[Data excerpts]
============================================================

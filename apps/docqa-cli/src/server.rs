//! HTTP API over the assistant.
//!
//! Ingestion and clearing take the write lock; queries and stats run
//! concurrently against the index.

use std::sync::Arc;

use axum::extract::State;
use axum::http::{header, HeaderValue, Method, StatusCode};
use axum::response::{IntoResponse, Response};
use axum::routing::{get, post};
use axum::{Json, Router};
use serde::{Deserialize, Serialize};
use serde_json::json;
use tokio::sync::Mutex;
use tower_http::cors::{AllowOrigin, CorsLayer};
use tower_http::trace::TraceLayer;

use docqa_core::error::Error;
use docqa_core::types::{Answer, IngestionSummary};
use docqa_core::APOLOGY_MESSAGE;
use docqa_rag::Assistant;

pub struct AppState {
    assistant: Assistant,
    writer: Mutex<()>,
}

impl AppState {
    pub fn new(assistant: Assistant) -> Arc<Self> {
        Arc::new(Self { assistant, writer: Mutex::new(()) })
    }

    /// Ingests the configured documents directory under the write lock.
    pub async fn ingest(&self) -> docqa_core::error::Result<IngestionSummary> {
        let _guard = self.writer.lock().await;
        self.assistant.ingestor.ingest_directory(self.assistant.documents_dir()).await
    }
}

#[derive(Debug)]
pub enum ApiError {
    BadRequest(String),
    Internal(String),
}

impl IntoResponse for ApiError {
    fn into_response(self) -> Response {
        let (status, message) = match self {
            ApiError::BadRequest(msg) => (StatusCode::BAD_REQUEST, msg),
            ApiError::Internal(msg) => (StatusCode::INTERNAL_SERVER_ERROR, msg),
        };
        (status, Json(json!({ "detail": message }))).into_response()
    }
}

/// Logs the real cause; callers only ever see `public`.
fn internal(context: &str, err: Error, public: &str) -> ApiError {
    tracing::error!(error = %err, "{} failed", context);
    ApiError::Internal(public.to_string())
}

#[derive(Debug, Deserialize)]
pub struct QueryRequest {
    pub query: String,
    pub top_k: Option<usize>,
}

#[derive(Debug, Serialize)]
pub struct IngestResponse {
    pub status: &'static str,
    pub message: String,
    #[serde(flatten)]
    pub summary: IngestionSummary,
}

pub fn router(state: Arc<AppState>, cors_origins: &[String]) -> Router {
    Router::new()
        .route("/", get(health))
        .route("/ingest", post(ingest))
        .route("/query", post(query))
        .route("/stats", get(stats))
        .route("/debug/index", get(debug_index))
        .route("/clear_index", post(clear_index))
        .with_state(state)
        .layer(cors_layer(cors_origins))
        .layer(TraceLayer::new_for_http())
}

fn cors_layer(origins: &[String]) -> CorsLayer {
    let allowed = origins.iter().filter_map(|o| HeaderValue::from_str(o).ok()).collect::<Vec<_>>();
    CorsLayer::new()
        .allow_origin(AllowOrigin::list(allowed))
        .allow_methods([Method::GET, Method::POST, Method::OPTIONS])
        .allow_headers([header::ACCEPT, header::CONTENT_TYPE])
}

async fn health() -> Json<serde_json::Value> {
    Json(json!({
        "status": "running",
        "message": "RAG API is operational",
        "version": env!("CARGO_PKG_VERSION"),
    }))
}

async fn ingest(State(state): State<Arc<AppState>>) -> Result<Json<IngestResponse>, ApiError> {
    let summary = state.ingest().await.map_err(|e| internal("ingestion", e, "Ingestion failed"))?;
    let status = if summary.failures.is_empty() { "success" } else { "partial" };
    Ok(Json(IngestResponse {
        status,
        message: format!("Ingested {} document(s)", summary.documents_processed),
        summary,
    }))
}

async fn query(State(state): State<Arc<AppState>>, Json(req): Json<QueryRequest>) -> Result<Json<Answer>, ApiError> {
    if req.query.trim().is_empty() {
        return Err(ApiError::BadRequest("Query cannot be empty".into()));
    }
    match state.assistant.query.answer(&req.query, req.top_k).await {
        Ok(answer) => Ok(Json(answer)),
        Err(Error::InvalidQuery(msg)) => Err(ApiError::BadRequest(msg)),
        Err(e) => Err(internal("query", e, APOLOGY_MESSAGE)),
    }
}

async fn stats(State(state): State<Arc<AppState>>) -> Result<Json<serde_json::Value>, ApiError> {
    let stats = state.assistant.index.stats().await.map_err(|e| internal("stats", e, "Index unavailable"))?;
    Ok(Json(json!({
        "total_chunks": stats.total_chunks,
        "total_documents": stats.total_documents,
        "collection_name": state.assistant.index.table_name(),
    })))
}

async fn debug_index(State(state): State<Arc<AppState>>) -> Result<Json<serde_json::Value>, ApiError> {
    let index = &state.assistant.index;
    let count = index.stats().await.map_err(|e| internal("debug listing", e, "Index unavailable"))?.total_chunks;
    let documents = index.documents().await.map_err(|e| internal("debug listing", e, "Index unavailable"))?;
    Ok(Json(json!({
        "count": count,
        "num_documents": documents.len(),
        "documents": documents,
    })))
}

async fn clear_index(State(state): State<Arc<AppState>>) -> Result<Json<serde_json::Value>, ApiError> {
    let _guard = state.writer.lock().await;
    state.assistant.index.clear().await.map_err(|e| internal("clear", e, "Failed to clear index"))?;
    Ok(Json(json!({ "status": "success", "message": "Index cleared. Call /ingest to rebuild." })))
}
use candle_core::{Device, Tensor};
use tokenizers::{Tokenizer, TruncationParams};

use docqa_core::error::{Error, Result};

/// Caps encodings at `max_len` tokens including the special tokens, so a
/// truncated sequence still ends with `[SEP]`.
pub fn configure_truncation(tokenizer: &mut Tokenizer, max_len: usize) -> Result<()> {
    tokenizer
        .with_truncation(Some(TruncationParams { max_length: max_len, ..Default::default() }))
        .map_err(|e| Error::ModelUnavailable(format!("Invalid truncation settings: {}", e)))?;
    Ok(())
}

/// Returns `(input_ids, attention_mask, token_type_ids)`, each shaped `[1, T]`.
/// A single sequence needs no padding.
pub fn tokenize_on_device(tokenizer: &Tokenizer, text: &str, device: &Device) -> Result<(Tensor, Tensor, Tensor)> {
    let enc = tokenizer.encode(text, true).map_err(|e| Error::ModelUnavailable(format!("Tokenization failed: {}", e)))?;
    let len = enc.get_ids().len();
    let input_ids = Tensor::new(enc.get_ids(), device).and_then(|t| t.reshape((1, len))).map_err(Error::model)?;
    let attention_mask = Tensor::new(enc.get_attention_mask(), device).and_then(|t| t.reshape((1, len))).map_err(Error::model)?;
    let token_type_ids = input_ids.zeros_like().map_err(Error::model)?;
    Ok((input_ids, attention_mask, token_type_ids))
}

============================================================

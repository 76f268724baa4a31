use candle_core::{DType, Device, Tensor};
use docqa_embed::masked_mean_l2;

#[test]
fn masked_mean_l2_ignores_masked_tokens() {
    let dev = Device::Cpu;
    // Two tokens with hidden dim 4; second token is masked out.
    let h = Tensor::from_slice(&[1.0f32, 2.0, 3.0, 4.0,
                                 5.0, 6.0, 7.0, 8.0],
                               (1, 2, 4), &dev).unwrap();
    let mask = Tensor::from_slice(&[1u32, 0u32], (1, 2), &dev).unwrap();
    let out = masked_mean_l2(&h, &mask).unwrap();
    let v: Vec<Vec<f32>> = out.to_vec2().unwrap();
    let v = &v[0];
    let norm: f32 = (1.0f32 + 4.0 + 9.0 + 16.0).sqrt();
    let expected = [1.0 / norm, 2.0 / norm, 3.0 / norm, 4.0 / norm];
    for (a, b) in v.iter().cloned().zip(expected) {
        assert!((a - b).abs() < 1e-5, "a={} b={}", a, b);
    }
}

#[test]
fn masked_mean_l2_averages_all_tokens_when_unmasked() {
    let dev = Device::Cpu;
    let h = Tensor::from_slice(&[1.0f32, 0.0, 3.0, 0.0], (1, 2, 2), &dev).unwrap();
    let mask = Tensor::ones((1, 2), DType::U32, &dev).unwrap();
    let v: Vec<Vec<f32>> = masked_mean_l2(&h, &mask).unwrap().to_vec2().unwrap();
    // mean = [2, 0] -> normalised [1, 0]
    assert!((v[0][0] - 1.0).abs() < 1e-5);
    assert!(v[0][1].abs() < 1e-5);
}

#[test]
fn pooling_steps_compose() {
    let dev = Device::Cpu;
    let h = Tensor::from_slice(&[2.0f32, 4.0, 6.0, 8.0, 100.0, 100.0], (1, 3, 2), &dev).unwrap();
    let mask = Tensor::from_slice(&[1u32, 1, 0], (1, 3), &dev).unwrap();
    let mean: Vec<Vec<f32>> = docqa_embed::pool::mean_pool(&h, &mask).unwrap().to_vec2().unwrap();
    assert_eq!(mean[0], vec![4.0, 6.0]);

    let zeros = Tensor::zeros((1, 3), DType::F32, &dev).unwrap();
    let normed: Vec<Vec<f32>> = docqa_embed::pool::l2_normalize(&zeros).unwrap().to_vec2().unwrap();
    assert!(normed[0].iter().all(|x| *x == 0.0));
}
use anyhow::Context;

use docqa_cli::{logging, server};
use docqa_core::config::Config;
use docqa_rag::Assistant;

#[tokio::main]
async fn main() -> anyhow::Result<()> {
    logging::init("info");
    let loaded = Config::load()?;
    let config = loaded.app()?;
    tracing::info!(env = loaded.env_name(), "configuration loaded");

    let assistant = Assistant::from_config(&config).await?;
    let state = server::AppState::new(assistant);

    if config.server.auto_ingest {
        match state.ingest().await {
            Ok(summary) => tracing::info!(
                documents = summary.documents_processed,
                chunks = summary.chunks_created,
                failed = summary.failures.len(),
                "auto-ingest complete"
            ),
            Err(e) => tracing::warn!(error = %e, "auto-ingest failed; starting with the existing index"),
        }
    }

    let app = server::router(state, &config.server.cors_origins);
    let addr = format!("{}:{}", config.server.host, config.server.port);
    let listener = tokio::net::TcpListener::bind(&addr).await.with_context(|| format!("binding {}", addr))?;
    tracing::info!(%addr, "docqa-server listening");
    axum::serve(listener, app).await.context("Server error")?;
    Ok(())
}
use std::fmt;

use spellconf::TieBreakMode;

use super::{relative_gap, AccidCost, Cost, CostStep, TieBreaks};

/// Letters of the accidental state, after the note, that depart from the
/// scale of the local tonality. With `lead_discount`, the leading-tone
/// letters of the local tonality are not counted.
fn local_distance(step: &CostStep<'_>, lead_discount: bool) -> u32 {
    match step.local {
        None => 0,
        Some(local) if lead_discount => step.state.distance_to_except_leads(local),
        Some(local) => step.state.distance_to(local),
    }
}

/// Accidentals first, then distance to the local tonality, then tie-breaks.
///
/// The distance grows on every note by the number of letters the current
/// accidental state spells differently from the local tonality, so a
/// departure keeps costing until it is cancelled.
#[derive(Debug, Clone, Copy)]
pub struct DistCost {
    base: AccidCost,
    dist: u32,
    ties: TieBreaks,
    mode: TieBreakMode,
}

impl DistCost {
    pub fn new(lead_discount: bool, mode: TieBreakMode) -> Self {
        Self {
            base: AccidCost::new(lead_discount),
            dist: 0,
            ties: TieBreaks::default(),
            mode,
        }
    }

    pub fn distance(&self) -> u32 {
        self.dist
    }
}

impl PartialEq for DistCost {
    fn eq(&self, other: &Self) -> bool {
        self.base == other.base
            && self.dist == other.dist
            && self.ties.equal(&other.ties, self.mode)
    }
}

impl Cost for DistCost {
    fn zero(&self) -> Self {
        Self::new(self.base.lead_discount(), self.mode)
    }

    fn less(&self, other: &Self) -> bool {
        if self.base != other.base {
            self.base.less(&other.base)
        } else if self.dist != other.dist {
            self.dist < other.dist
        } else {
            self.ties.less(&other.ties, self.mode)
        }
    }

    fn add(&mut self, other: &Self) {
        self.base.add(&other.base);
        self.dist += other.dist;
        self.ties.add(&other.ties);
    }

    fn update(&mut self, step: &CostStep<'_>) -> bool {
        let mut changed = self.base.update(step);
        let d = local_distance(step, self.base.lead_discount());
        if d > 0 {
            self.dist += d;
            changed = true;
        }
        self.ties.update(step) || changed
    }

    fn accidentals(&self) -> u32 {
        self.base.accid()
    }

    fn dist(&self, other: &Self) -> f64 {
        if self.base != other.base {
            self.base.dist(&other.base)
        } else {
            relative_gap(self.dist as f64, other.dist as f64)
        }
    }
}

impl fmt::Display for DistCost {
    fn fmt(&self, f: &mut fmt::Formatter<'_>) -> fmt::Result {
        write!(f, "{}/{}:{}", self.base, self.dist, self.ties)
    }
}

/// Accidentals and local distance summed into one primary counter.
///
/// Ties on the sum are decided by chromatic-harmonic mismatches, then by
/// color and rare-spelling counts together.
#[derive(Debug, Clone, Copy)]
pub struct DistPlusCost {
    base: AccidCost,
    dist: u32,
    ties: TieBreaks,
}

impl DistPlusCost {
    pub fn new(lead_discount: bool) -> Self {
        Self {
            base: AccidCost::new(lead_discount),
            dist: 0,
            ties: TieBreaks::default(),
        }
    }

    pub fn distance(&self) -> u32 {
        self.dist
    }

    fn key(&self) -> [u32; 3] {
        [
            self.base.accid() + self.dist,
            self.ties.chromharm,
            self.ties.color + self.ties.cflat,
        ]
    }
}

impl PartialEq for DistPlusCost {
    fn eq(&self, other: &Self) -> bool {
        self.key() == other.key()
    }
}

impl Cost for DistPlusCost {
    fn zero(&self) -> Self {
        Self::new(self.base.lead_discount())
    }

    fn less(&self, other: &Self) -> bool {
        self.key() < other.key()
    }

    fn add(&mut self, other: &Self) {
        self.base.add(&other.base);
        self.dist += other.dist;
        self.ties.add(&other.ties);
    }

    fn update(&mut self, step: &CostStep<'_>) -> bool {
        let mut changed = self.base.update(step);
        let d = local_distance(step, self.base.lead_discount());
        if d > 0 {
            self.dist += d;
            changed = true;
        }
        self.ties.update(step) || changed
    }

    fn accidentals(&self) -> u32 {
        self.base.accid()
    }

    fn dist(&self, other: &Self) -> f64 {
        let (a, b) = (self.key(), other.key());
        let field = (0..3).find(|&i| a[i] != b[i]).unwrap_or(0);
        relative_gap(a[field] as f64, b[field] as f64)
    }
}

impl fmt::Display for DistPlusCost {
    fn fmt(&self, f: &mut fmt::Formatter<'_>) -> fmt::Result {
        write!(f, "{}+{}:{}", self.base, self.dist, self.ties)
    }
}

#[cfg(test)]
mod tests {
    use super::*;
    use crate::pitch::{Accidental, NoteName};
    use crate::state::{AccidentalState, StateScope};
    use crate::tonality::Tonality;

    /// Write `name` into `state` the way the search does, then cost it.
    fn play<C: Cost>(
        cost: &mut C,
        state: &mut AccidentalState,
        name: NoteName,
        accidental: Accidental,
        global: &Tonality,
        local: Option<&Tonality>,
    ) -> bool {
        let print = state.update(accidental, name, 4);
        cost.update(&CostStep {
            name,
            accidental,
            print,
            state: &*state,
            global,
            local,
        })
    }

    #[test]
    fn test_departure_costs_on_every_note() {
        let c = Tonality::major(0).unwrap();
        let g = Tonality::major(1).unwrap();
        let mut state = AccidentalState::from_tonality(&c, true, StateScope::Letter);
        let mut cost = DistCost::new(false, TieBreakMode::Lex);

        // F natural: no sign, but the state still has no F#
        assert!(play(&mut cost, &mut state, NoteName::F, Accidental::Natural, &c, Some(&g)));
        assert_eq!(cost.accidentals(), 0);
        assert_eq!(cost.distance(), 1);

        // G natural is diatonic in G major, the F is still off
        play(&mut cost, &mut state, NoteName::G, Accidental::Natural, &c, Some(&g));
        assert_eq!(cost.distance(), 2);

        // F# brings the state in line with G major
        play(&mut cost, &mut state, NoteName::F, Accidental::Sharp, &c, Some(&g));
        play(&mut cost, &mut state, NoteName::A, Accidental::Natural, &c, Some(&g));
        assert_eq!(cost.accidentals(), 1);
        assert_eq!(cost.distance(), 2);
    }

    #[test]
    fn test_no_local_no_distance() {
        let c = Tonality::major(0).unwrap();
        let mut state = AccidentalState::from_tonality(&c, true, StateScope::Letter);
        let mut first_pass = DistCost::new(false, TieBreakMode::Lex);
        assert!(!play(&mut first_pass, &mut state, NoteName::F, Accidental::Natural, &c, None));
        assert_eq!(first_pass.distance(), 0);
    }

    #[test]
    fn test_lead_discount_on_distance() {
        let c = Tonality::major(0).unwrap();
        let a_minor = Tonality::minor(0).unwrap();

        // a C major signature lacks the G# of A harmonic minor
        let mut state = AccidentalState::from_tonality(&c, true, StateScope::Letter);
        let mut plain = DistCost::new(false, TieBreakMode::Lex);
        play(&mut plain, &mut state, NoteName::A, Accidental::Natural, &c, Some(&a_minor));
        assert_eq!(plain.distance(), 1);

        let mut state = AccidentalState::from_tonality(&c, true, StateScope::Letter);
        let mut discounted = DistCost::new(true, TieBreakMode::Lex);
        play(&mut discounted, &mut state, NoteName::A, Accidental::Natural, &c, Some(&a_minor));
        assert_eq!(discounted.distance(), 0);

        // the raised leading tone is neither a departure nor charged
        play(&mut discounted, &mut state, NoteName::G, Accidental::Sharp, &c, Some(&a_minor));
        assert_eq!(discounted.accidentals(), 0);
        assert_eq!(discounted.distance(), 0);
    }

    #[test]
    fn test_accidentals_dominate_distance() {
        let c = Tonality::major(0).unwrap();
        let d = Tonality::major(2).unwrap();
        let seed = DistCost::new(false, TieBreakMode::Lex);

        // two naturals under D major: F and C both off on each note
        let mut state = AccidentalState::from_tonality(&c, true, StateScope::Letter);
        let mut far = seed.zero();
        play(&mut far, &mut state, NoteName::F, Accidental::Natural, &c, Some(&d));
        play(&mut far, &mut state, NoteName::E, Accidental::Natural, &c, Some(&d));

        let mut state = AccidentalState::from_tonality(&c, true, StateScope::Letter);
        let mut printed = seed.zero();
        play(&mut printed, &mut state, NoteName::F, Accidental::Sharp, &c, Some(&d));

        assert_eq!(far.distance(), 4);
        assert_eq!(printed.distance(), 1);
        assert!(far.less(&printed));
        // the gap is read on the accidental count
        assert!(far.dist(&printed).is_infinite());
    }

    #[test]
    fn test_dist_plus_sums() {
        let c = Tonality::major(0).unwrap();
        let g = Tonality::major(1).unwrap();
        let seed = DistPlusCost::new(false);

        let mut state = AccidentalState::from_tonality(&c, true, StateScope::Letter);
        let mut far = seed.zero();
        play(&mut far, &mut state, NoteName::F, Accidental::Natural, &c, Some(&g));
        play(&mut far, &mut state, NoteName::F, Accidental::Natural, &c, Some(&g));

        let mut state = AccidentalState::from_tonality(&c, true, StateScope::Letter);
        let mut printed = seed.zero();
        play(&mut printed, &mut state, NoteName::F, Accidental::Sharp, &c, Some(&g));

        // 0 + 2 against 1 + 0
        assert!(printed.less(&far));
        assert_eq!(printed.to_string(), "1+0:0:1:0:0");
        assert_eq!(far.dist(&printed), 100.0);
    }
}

============================================================

• Instructions for the task: From the line holding "use docqa_embed::masked_mean_l2;" to the line holding "(1, 2, 4), &dev).unwrap();", inclusive, restate each line above exactly as written.

• Answer section:
use docqa_embed::masked_mean_l2;

#[test]
fn masked_mean_l2_ignores_masked_tokens() {
    let dev = Device::Cpu;
    // Two tokens with hidden dim 4; second token is masked out.
    let h = Tensor::from_slice(&[1.0f32, 2.0, 3.0, 4.0,
                                 5.0, 6.0, 7.0, 8.0],
                               (1, 2, 4), &dev).unwrap();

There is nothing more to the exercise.